Can you please assist me as I find the below three things are a bit hard to work out:

  1. highest_earning_country
  2. highest_earning_country_percentage
  3. Top IN occupation (popular occupation in India)
import pandas as pd


def calculate_demographic_data(print_data=True):
    # Read data from file
    df = pd.read_csv('adult.data.csv')
    
        
    # How many of each race are represented in this dataset? This should be a Pandas series with race names as the index labels.
    race_count = df.groupby('race')['race'].count()

        # What is the average age of men?
    
    average_age_men = (df[df['sex'] == 'Male']['age'].mean()).round(1)

    # What is the percentage of people who have a Bachelor's degree?
    percentage_bachelors = round(len(df[df['education'] == 'Bachelors']) / len(df) * 100, 1)

    # What percentage of people with advanced education (`Bachelors`, `Masters`, or `Doctorate`) make more than 50K?
    # What percentage of people without advanced education make more than 50K?

    # with and without `Bachelors`, `Masters`, or `Doctorate`
    # Education columns with qualifications Y or N
    higher_education = df[df['education'].isin(['Bachelors', 'Masters', 'Doctorate'])]
    lower_education = df[~df['education'].isin(['Bachelors', 'Masters', 'Doctorate'])]

    # percentage with salary >50K
    # round(number, ndigits)
    higher_education_rich = round(len(higher_education[higher_education['salary'] == '>50k']) / len(higher_education) * 100, 1)

    lower_education_rich = round(len(lower_education[lower_education['salary'] == '>50k']) / len(lower_education) * 100, 1)

    # What is the minimum number of hours a person works per week (hours-per-week feature)?
    min_work_hours = df['hours-per-week'].min()

    # What percentage of the people who work the minimum number of hours per week have a salary of >50K?
    num_min_workers = len(df[df['hours-per-week'] == min_work_hours])

    rich_percentage = round(len(df[(df['hours-per-week'] == min_work_hours) & (df['salary'] == '>50K')]) / num_min_workers * 100, 1)

    # What country has the highest percentage of people that earn >50K?
    
    highest_earning_country = None
          
    highest_earning_country_percentage = None

    # Identify the most popular occupation for those who earn >50K in India.
    
    top_IN_occupation = None

It’s asking for the Percentage of people with ‘salary’ >50K for all the ‘native-country’ , to get the % you need two pieces of Data, the Total counter for each Country and the Counter of only the People with salary >50K from these same Countries.
The “Brutish” method would be creating a new DataFrame, which one column will be Total Counter of each Country and another Column the counter of only People with Salary >50K, all using Country as index, something like this

Without directly giving you the asnwer, you might find using something like

df['native-country'].value_counts()

useful for this. Try it out and see what the output of this line is.

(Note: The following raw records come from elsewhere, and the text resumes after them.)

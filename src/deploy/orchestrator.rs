// ABOUTME: Runs one workload through every deployment state.
// ABOUTME: Apply order is fixed: deployment, readiness wait, service, ingress.

use std::sync::Arc;
use std::time::Duration;

use tokio::sync::Mutex;

use super::deployment::{DeployedService, Deployment};
use super::error::DeployFailure;
use super::target::DeployTarget;
use crate::cluster::ClusterOps;
use crate::manifest::{ManifestRenderer, ManifestStore};
use crate::ports::PortAllocator;

/// Collaborators shared by every deployment of one preview.
#[derive(Debug, Clone)]
pub struct DeployContext {
    pub renderer: ManifestRenderer,
    pub store: ManifestStore,
    pub ports: PortAllocator,
    pub readiness_timeout: Duration,
    pub conflict_retries: u32,
    /// Held from listing allocated node ports until the service is applied.
    /// Node ports are cluster-wide, so concurrent deployments take turns.
    pub port_lock: Arc<Mutex<()>>,
}

fn failed<S>((deployment, error): (Deployment<S>, super::DeployError)) -> DeployFailure {
    DeployFailure {
        workload: deployment.target().workload.clone(),
        applied: deployment.applied().to_vec(),
        error,
    }
}

/// Deploy one workload.
///
/// Readiness problems are recorded on the result. Render, apply and port
/// failures abort with the objects applied so far.
pub async fn deploy<C: ClusterOps + ?Sized>(
    cluster: &C,
    ctx: &DeployContext,
    target: DeployTarget,
) -> Result<DeployedService, DeployFailure> {
    tracing::info!(
        namespace = %target.namespace,
        workload = %target.workload,
        image = %target.image,
        "deploying"
    );

    let awaiting = Deployment::new(target)
        .render(&ctx.renderer, &ctx.store)
        .map_err(failed)?
        .apply_deployment(cluster)
        .await
        .map_err(failed)?
        .await_readiness(cluster, ctx.readiness_timeout)
        .await;

    let servicing = {
        let _ports = ctx.port_lock.lock().await;
        awaiting
            .apply_service(
                cluster,
                &ctx.ports,
                &ctx.renderer,
                &ctx.store,
                ctx.conflict_retries,
            )
            .await
            .map_err(failed)?
    };

    let deployment = servicing
        .apply_ingress(cluster, &ctx.renderer, &ctx.store)
        .await
        .map_err(failed)?;

    Ok(deployment.finish())
}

You can use a conditional statement on the salary column and do the same as the above (similar to what you’ve already done for average_age_men ). Following this, you can do some division to get the percentages and

something.idxmax()

to get the index (in this case the country) with the max value.

5 Likes

@kitanikita Just wanted to thank you for the hint

@kitanikita I keep getting highest_earning_country result as "United States…although I remember one of the posts where the correct answer is Iran…can you please check my code below @sgarz thank you for your valuable input.

Also; higher_education_rich and lower_education_rich and the rich_percentage - I assume their code is okay? any reasons why I don’t get a value for those?

 # percentage with salary >50K
    # round(number, ndigits)
    higher_education_rich = round(len(higher_education[higher_education['salary'] == '>50k']) / len(higher_education) * 100, 1)

    lower_education_rich = round(len(lower_education[lower_education['salary'] == '>50k']) / len(lower_education) * 100, 1)

    # What is the minimum number of hours a person works per week (hours-per-week feature)?
    min_work_hours = df['hours-per-week'].min()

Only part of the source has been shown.